La muerte del matrimonio se hilvanó con la acción oficial en ese derrumbe de todo un universo. Lo más bello de esa extinción puede leerse en el presente por el apego de la morfología a su espacio. Por ello insisto y retomo el acento en cómo, pese a toda esa hecatombe, su configuración más básica se ha mantenido entre todas esas antiestéticas verticalidades.

Para sintetizarlo, debemos retornar a las fronteras de la calle de Vilapicina. La clave de todo este asunto es ese caserón con aspecto de masía que es una doble esquina de la calle de Vilapicina del héroe de este párrafo. Esta primera fragmentación lo lleva a cruzarse al fondo con la riera d’Horta, hoy en día Cartellà, y la calle de Mare de Déu de les Neus, uno de los más prodigiosos de toda Barcelona, espectacular en todos sus matices.

Mapa de 1955. 1 es Can Gaig. 2 las casitas de la calle Vilapicina/Mare de Déu de les Neus. 3 Can Sabastida. 4 Can Querol. 5 Plaça Bacardí. 6 Can Sabadell. La línea amarilla es Fabra i Puig, la rosa Amílcar, la morada la riera d’Horta, la azul celeste la calle de Vilapicina, así como el blanco corresponde a la calle Espiell. El verde es para Mare de Déu de les Neus y el naranja para la calle Arnau.
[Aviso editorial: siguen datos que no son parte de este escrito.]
//! GraphSON decoding
//!
//! Accepts the TinkerPop `tinker:graph` envelope produced by `joern-export
//! --format=graphson`:
//!
//! ```json
//! {"@type": "tinker:graph",
//!  "@value": {"vertices": [...], "edges": [...]}}
//! ```
//!
//! Vertices and edges may be flat objects or wrapped in `{"@value": {...}}`.
//! Elements without a usable id are skipped; a wrong top-level shape fails the
//! whole document.

use serde_json::{Map, Value};
use std::collections::BTreeMap;
use std::path::Path;
use tracing::{debug, trace};

use crate::features::graph_parsing::domain::{Edge, PropertyGraph, PropertyValue, Vertex, VertexId};
use crate::features::graph_parsing::error::GraphParseError;
use crate::shared::constants::labels::UNKNOWN;

const GRAPH_TYPE: &str = "tinker:graph";

/// Read and decode a JSON document from disk
pub fn read_document(path: &Path) -> Result<Value, GraphParseError> {
    let content = std::fs::read_to_string(path).map_err(|source| GraphParseError::Io {
        path: path.to_path_buf(),
        source,
    })?;
    Ok(serde_json::from_str(&content)?)
}

/// Build a property graph from a decoded document
pub fn decode_document(doc: &Value) -> Result<PropertyGraph, GraphParseError> {
    let (vertices, edges) = graph_collections(doc)?;

    let mut graph = PropertyGraph::with_capacity(vertices.len(), edges.len());
    let mut skipped_vertices = 0usize;
    let mut skipped_edges = 0usize;

    for raw in vertices {
        match decode_vertex(raw) {
            Some(vertex) => {
                graph.insert_vertex(vertex);
            }
            None => skipped_vertices += 1,
        }
    }

    for raw in edges {
        let body = peel_element(raw);
        let endpoints = (
            body.get("outV").and_then(VertexId::from_json),
            body.get("inV").and_then(VertexId::from_json),
        );
        let (Some(out_v), Some(in_v)) = endpoints else {
            skipped_edges += 1;
            continue;
        };

        let edge = Edge {
            label: label_of(body),
            properties: decode_properties(body.get("properties")),
        };
        trace!(out_v = %out_v, in_v = %in_v, label = %edge.label, "edge");
        graph.connect(
            &out_v,
            &in_v,
            edge,
            body.get("outVLabel").and_then(Value::as_str),
            body.get("inVLabel").and_then(Value::as_str),
        );
    }

    if skipped_vertices > 0 || skipped_edges > 0 {
        debug!(
            skipped_vertices,
            skipped_edges, "graph elements without usable ids were skipped"
        );
    }

    Ok(graph)
}

/// Validate the top-level envelope and return the vertex and edge arrays
fn graph_collections(doc: &Value) -> Result<(&[Value], &[Value]), GraphParseError> {
    let root = doc
        .as_object()
        .ok_or_else(|| GraphParseError::invalid_shape("document is not a JSON object"))?;

    match root.get("@type").and_then(Value::as_str) {
        Some(GRAPH_TYPE) => {}
        Some(other) => {
            return Err(GraphParseError::invalid_shape(format!(
                "expected @type \"{GRAPH_TYPE}\", found \"{other}\""
            )))
        }
        None => return Err(GraphParseError::invalid_shape("missing @type")),
    }

    let body = root
        .get("@value")
        .and_then(Value::as_object)
        .ok_or_else(|| GraphParseError::invalid_shape("missing @value object"))?;

    Ok((
        collection(body, "vertices")?,
        collection(body, "edges")?,
    ))
}

fn collection<'a>(body: &'a Map<String, Value>, key: &str) -> Result<&'a [Value], GraphParseError> {
    match body.get(key) {
        None => Err(GraphParseError::invalid_shape(format!("missing @value.{key}"))),
        Some(Value::Null) => Ok(Default::default()),
        Some(Value::Array(items)) => Ok(items.as_slice()),
        Some(_) => Err(GraphParseError::invalid_shape(format!(
            "@value.{key} is not an array"
        ))),
    }
}

/// `{"@value": {...}}` → `{...}`; flat elements are returned as-is
fn peel_element(raw: &Value) -> &Value {
    match raw.get("@value") {
        Some(inner) if inner.is_object() => inner,
        _ => raw,
    }
}

fn label_of(body: &Value) -> String {
    body.get("label")
        .and_then(Value::as_str)
        .filter(|l| !l.is_empty())
        .unwrap_or(UNKNOWN)
        .to_string()
}

fn decode_vertex(raw: &Value) -> Option<Vertex> {
    let body = peel_element(raw);
    let id = body.get("id").and_then(VertexId::from_json)?;
    Some(Vertex {
        id,
        label: label_of(body),
        properties: decode_properties(body.get("properties")),
        implicit: false,
    })
}

fn decode_properties(raw: Option<&Value>) -> BTreeMap<String, PropertyValue> {
    match raw {
        Some(Value::Object(map)) => map
            .iter()
            .map(|(k, v)| (k.clone(), PropertyValue::from_json(v)))
            .collect(),
        _ => BTreeMap::new(),
    }
}
//! Vulnerability provenance attached to index entries

use serde::{Deserialize, Serialize};
use serde_json::Value;
use std::collections::BTreeMap;

use crate::shared::constants::retrieval::NOT_AVAILABLE;

/// Free-form description of a vulnerability and its fix.
///
/// Known fields are typed; anything else in the corpus record is kept in
/// `extra` and written back unchanged.
#[derive(Debug, Clone, Default, PartialEq, Serialize, Deserialize)]
pub struct VulnerabilityMetadata {
    #[serde(default, skip_serializing_if = "Option::is_none")]
    pub vulnerability_type: Option<String>,

    #[serde(default, skip_serializing_if = "Option::is_none")]
    pub trigger_condition: Option<String>,

    #[serde(
        default,
        alias = "specific_code_behavior_causing_vulnerability",
        skip_serializing_if = "Option::is_none"
    )]
    pub specific_code_behavior: Option<String>,

    #[serde(
        default,
        alias = "preconditions_for_vulnerability",
        skip_serializing_if = "Option::is_none"
    )]
    pub preconditions: Option<String>,

    #[serde(default, skip_serializing_if = "Option::is_none")]
    pub code_before_change: Option<String>,

    #[serde(default, skip_serializing_if = "Option::is_none")]
    pub solution: Option<String>,

    #[serde(default, alias = "GPT_analysis", skip_serializing_if = "Option::is_none")]
    pub analysis: Option<String>,

    /// Line list or diff text, shape varies by corpus
    #[serde(default, skip_serializing_if = "Option::is_none")]
    pub modified_lines: Option<Value>,

    #[serde(default, skip_serializing_if = "Option::is_none")]
    pub code_after_change: Option<String>,

    #[serde(default, alias = "gpt_purpose", skip_serializing_if = "Option::is_none")]
    pub purpose: Option<String>,

    #[serde(flatten)]
    pub extra: BTreeMap<String, Value>,
}

/// Text of an optional field, `"N/A"` when absent or blank
pub fn text_or_na(field: &Option<String>) -> String {
    match field.as_deref().map(str::trim) {
        Some(s) if !s.is_empty() => s.to_string(),
        _ => NOT_AVAILABLE.to_string(),
    }
}

/// Render an arbitrary JSON field as text, `"N/A"` when absent or null
pub fn value_or_na(field: &Option<Value>) -> String {
    match field {
        None | Some(Value::Null) => NOT_AVAILABLE.to_string(),
        Some(Value::String(s)) if s.trim().is_empty() => NOT_AVAILABLE.to_string(),
        Some(Value::String(s)) => s.clone(),
        Some(other) => other.to_string(),
    }
}

#[cfg(test)]
mod tests {
    use super::*;
    use serde_json::json;

    #[test]
    fn test_legacy_field_names() {
        let meta: VulnerabilityMetadata = serde_json::from_value(json!({
            "specific_code_behavior_causing_vulnerability": "copies without length check",
            "GPT_analysis": "adds a bound",
            "gpt_purpose": "prevent overflow",
            "reviewer": "kb2"
        }))
        .unwrap();
        assert_eq!(meta.specific_code_behavior.as_deref(), Some("copies without length check"));
        assert_eq!(meta.analysis.as_deref(), Some("adds a bound"));
        assert_eq!(meta.purpose.as_deref(), Some("prevent overflow"));
        assert_eq!(meta.extra["reviewer"], json!("kb2"));
    }

    #[test]
    fn test_na_rendering() {
        assert_eq!(text_or_na(&None), "N/A");
        assert_eq!(text_or_na(&Some("  ".into())), "N/A");
        assert_eq!(text_or_na(&Some("x".into())), "x");
        assert_eq!(value_or_na(&Some(json!([3, 4]))), "[3,4]");
        assert_eq!(value_or_na(&Some(Value::Null)), "N/A");
    }
}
Pues bien, si Mare de Déu de les Neus no quiere irse de aquí es por cómo esa masía del 191 de la calle de Vilapicina impulsa una hilera de viviendas en su interior, sumiso en el lado montaña a los designios de, suponemos, Can Gaig, emperatriz de un triángulo imperfecto en los límites hacia Horta.

La segunda despedida de Vilapicina acaece en el mismo punto, transformado en la esquina de Can Gaig en la calle Espiell, elevándose hacia Horta y hasta no hace mucho interrumpido también por la lógica de las rutas tradicionales, resignándose a no seguir hacia el viejo Sant Joan, poco después de otra fusión efímera de estos parajes, la de la riera d’Horta con el torrent de Carabassa en la esquina de Cartellà con Petrarca.

Anexo de Can Gaig a los dos ángulos de la calle de Vilapicina vista des de Espiell. Jordi Corominas

Todo ese laberinto de aguas, huertos y una decadencia anunciada se desmoronó en ese debut del Porciolismo. Ahora la satisfacción es pasear y reconocer sus rasgos en el asfalto. De tanto andarlos he comprendido como su posición en Vilapicina, con permiso de Can Sabadell y tiempo atrás Can Basté, podía ser óptima, disminuyéndose después de abandonar su coraza, pues toda el área de la riera d’Horta justo posterior miraba más hacia su barrio, como si Vilapicina fuera una caja encerrada, medio enterrada entre dos potencias. Lo triste es que nada, salvo estos artículos, recuerda a Can Gaig, disipándose su memoria hasta no estar siquiera desdibujada en el imaginario colectivo.